Department of Urology, Vanderbilt University Medical Center, 3823 The Vanderbilt Clinic, Nashville, Tennessee, 37232, USA.
World J Urol. 2022 Mar;40(3):679-686. doi: 10.1007/s00345-021-03738-x. Epub 2021 May 28.
As computational power has improved over the past 20 years, the daily application of machine learning methods has become more prevalent in daily life. Additionally, there is increasing interest in the clinical application of machine learning techniques. We sought to review the current literature regarding machine learning applications for patient-specific urologic surgical care.
We performed a broad search of the current literature via the PubMed-Medline and Google Scholar databases up to Dec 2020. The search terms "urologic surgery" as well as "artificial intelligence", "machine learning", "neural network", and "automation" were used.

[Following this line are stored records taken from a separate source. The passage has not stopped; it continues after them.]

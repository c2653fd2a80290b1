//! Version information for prest.

/// Library version from Cargo.toml
pub const PREST_VERSION: &str = env!("CARGO_PKG_VERSION");

/// Writer string recorded in workspace files, e.g. `Prest 3.0.0`.
pub fn program_version() -> String {
    format!("Prest {PREST_VERSION}")
}

/// Version information reported by the client.
#[derive(Debug, Clone, serde::Serialize)]
pub struct VersionInfo {
    pub prest: &'static str,
    /// Workspace file format written by this build.
    pub workspace_format: u64,
    /// Core executable in use (if located).
    #[serde(skip_serializing_if = "Option::is_none")]
    pub core: Option<String>,
}

impl Default for VersionInfo {
    fn default() -> Self {
        Self {
            prest: PREST_VERSION,
            workspace_format: crate::workspace::FORMAT_VERSION,
            core: None,
        }
    }
}

impl VersionInfo {
    pub fn new() -> Self {
        Self::default()
    }

    /// Set the core executable path.
    pub fn with_core(mut self, path: String) -> Self {
        self.core = Some(path);
        self
    }
}
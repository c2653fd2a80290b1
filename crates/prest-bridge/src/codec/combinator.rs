//! Codecs built from other codecs.

use std::hash::Hash;
use std::io::{Read, Write};
use std::marker::PhantomData;

use indexmap::{IndexMap, IndexSet};

use super::primitive::{BoolCodec, BytesCodec, read_len, write_len};
use super::{Codec, CodecError, Result};

/// Upper bound on speculative `Vec` reservation from a decoded count.
const PREALLOC_LIMIT: usize = 4096;

/// Count, then each element in order.
#[derive(Debug, Clone, Copy, Default)]
pub struct SequenceOf<C>(pub C);

pub const fn sequence_of<C: Codec>(codec: C) -> SequenceOf<C> {
    SequenceOf(codec)
}

impl<C: Codec> Codec for SequenceOf<C> {
    type Value = Vec<C::Value>;

    fn encode(&self, sink: &mut dyn Write, value: &Vec<C::Value>) -> Result<()> {
        write_len(sink, value.len())?;
        for item in value {
            self.0.encode(sink, item)?;
        }
        Ok(())
    }

    fn decode(&self, source: &mut dyn Read) -> Result<Vec<C::Value>> {
        let len = read_len(source)?;
        let mut items = Vec::with_capacity(len.min(PREALLOC_LIMIT));
        for _ in 0..len {
            items.push(self.0.decode(source)?);
        }
        Ok(items)
    }
}

/// Same wire form as a sequence; decoding deduplicates.
///
/// Elements are written in insertion order, so a set decoded from duplicate-free
/// input re-encodes to identical bytes.
#[derive(Debug, Clone, Copy, Default)]
pub struct SetOf<C>(pub C);

pub const fn set_of<C: Codec>(codec: C) -> SetOf<C> {
    SetOf(codec)
}

impl<C> Codec for SetOf<C>
where
    C: Codec,
    C::Value: Hash + Eq,
{
    type Value = IndexSet<C::Value>;

    fn encode(&self, sink: &mut dyn Write, value: &IndexSet<C::Value>) -> Result<()> {
        write_len(sink, value.len())?;
        for item in value {
            self.0.encode(sink, item)?;
        }
        Ok(())
    }

    fn decode(&self, source: &mut dyn Read) -> Result<IndexSet<C::Value>> {
        let len = read_len(source)?;
        let mut items = IndexSet::with_capacity(len.min(PREALLOC_LIMIT));
        for _ in 0..len {
            items.insert(self.0.decode(source)?);
        }
        Ok(items)
    }
}

/// Sequence of `(key, value)` pairs; a repeated key keeps the last value.
#[derive(Debug, Clone, Copy, Default)]
pub struct MapOf<K, V>(pub K, pub V);

pub const fn map_of<K: Codec, V: Codec>(keys: K, values: V) -> MapOf<K, V> {
    MapOf(keys, values)
}

impl<K, V> Codec for MapOf<K, V>
where
    K: Codec,
    K::Value: Hash + Eq,
    V: Codec,
{
    type Value = IndexMap<K::Value, V::Value>;

    fn encode(&self, sink: &mut dyn Write, value: &Self::Value) -> Result<()> {
        write_len(sink, value.len())?;
        for (k, v) in value {
            self.0.encode(sink, k)?;
            self.1.encode(sink, v)?;
        }
        Ok(())
    }

    fn decode(&self, source: &mut dyn Read) -> Result<Self::Value> {
        let len = read_len(source)?;
        let mut map = IndexMap::with_capacity(len.min(PREALLOC_LIMIT));
        for _ in 0..len {
            let k = self.0.decode(source)?;
            let v = self.1.decode(source)?;
            map.insert(k, v);
        }
        Ok(map)
    }
}

/// Boolean presence flag, then the value if present.
#[derive(Debug, Clone, Copy, Default)]
pub struct OptionalOf<C>(pub C);

pub const fn optional_of<C: Codec>(codec: C) -> OptionalOf<C> {
    OptionalOf(codec)
}

impl<C: Codec> Codec for OptionalOf<C> {
    type Value = Option<C::Value>;

    fn encode(&self, sink: &mut dyn Write, value: &Option<C::Value>) -> Result<()> {
        match value {
            Some(inner) => {
                BoolCodec.encode(sink, &true)?;
                self.0.encode(sink, inner)
            }
            None => BoolCodec.encode(sink, &false),
        }
    }

    fn decode(&self, source: &mut dyn Read) -> Result<Option<C::Value>> {
        if BoolCodec.decode(source)? {
            Ok(Some(self.0.decode(source)?))
        } else {
            Ok(None)
        }
    }
}

/// A value encoded into its own length-prefixed byte buffer.
///
/// Lets a reader skip over the value, or keep it packed, without knowing its shape.
#[derive(Debug, Clone, Copy, Default)]
pub struct Packed<C>(pub C);

pub const fn packed<C: Codec>(codec: C) -> Packed<C> {
    Packed(codec)
}

impl<C: Codec> Codec for Packed<C> {
    type Value = C::Value;

    fn encode(&self, sink: &mut dyn Write, value: &C::Value) -> Result<()> {
        let bytes = self.0.encode_to_vec(value)?;
        BytesCodec.encode(sink, &bytes)
    }

    fn decode(&self, source: &mut dyn Read) -> Result<C::Value> {
        let bytes = BytesCodec.decode(source)?;
        let mut rest = bytes.as_slice();
        let value = self.0.decode(&mut rest)?;
        if !rest.is_empty() {
            return Err(CodecError::TrailingBytes(rest.len()));
        }
        Ok(value)
    }
}

/// Fixed-arity product codec. Tuples of codecs are themselves codecs, with no
/// tags or length prefixes between fields.
pub trait Tuple: Codec {
    const ARITY: usize;
}

macro_rules! impl_tuple {
    ($arity:expr; $($name:ident : $idx:tt),+) => {
        impl<$($name: Codec),+> Codec for ($($name,)+) {
            type Value = ($($name::Value,)+);

            fn encode(&self, sink: &mut dyn Write, value: &Self::Value) -> Result<()> {
                $( self.$idx.encode(sink, &value.$idx)?; )+
                Ok(())
            }

            fn decode(&self, source: &mut dyn Read) -> Result<Self::Value> {
                Ok(($( self.$idx.decode(source)?, )+))
            }
        }

        impl<$($name: Codec),+> Tuple for ($($name,)+) {
            const ARITY: usize = $arity;
        }
    };
}

impl_tuple!(1; A: 0);
impl_tuple!(2; A: 0, B: 1);
impl_tuple!(3; A: 0, B: 1, C: 2);
impl_tuple!(4; A: 0, B: 1, C: 2, D: 3);
impl_tuple!(5; A: 0, B: 1, C: 2, D: 3, E: 4);
impl_tuple!(6; A: 0, B: 1, C: 2, D: 3, E: 4, F: 5);
impl_tuple!(7; A: 0, B: 1, C: 2, D: 3, E: 4, F: 5, G: 6);
impl_tuple!(8; A: 0, B: 1, C: 2, D: 3, E: 4, F: 5, G: 6, H: 7);

/// A struct with named fields that can be built from, and split into, a tuple.
pub trait Record: Sized {
    const NAME: &'static str;
    const FIELDS: &'static [&'static str];

    type Fields;

    fn from_fields(fields: Self::Fields) -> Self;

    fn to_fields(&self) -> Self::Fields;
}

/// Record codec: the fields' encodings concatenated in declared order.
pub struct RecordOf<T, C> {
    fields: C,
    _record: PhantomData<fn() -> T>,
}

/// Bind a tuple of field codecs to record type `T`.
///
/// Fails if the number of codecs differs from the number of declared fields.
pub fn record_of<T, C>(fields: C) -> Result<RecordOf<T, C>>
where
    T: Record,
    C: Tuple<Value = T::Fields>,
{
    if C::ARITY != T::FIELDS.len() {
        return Err(CodecError::FieldCount {
            record: T::NAME,
            codecs: C::ARITY,
            fields: T::FIELDS.len(),
        });
    }
    Ok(RecordOf {
        fields,
        _record: PhantomData,
    })
}

impl<T, C> Codec for RecordOf<T, C>
where
    T: Record,
    C: Tuple<Value = T::Fields>,
{
    type Value = T;

    fn encode(&self, sink: &mut dyn Write, value: &T) -> Result<()> {
        self.fields.encode(sink, &value.to_fields())
    }

    fn decode(&self, source: &mut dyn Read) -> Result<T> {
        Ok(T::from_fields(self.fields.decode(source)?))
    }
}

/// Codec for a newtype, going through conversion functions.
pub struct Mapped<C: Codec, T> {
    inner: C,
    into: fn(C::Value) -> T,
    from: fn(&T) -> C::Value,
}

pub fn mapped<C: Codec, T>(
    inner: C,
    into: fn(C::Value) -> T,
    from: fn(&T) -> C::Value,
) -> Mapped<C, T> {
    Mapped { inner, into, from }
}

impl<C: Codec, T> Codec for Mapped<C, T> {
    type Value = T;

    fn encode(&self, sink: &mut dyn Write, value: &T) -> Result<()> {
        self.inner.encode(sink, &(self.from)(value))
    }

    fn decode(&self, source: &mut dyn Read) -> Result<T> {
        Ok((self.into)(self.inner.decode(source)?))
    }
}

The focus of machine learning applications for patient counseling is disease-specific. For stone disease, multiple studies focused on the prediction of stone-free rate based on preoperative characteristics of clinical and imaging data. For kidney cancer, many studies focused on advanced imaging analysis to predict renal mass pathology preoperatively. Machine learning applications in prostate cancer could provide for treatment counseling as well as prediction of disease-specific outcomes. Furthermore, for bladder cancer, the reviewed studies focus on staging via imaging, to better counsel patients towards neoadjuvant chemotherapy. Additionally, there have been many efforts on automatically segmenting and matching preoperative imaging with intraoperative anatomy.
Machine learning techniques can be implemented to assist patient-centered surgical care and increase patient engagement within their decision-making processes. As data sets improve and expand, especially with the transition to large-scale EHR usage, these tools will improve in efficacy and be utilized more frequently.
随着过去 20 年来计算能力的提高,机器学习方法在日常生活中的日常应用越来越普遍。此外,人们对机器学习技术在临床应用方面的兴趣也在日益增加。我们旨在回顾目前关于机器学习在患者特定泌尿外科手术护理中的应用的文献。
我们通过 PubMed-Medline 和 Google Scholar 数据库进行了广泛的文献检索,检索截至 2020 年 12 月。使用的检索词包括“泌尿外科手术”以及“人工智能”、“机器学习”、“神经网络”和“自动化”。
机器学习在患者咨询中的应用重点是疾病特异性的。对于结石病,多项研究集中在基于术前临床和影像学数据特征预测结石清除率上。对于肾癌,许多研究集中在先进的影像学分析上,以预测术前肾肿瘤的病理。前列腺癌的机器学习应用可以为治疗咨询以及疾病特异性结果的预测提供帮助。此外,在膀胱癌方面,综述的研究重点是通过影像学进行分期,以便更好地向患者提供新辅助化疗的咨询。此外,已经有许多努力在自动分割和匹配术前影像学与术中解剖结构。
可以实施机器学习技术来协助以患者为中心的手术护理,并增加患者在其决策过程中的参与度。随着数据集的改善和扩大,特别是随着向大规模电子健康记录使用的转变,这些工具的效果将得到提高,并更频繁地得到应用。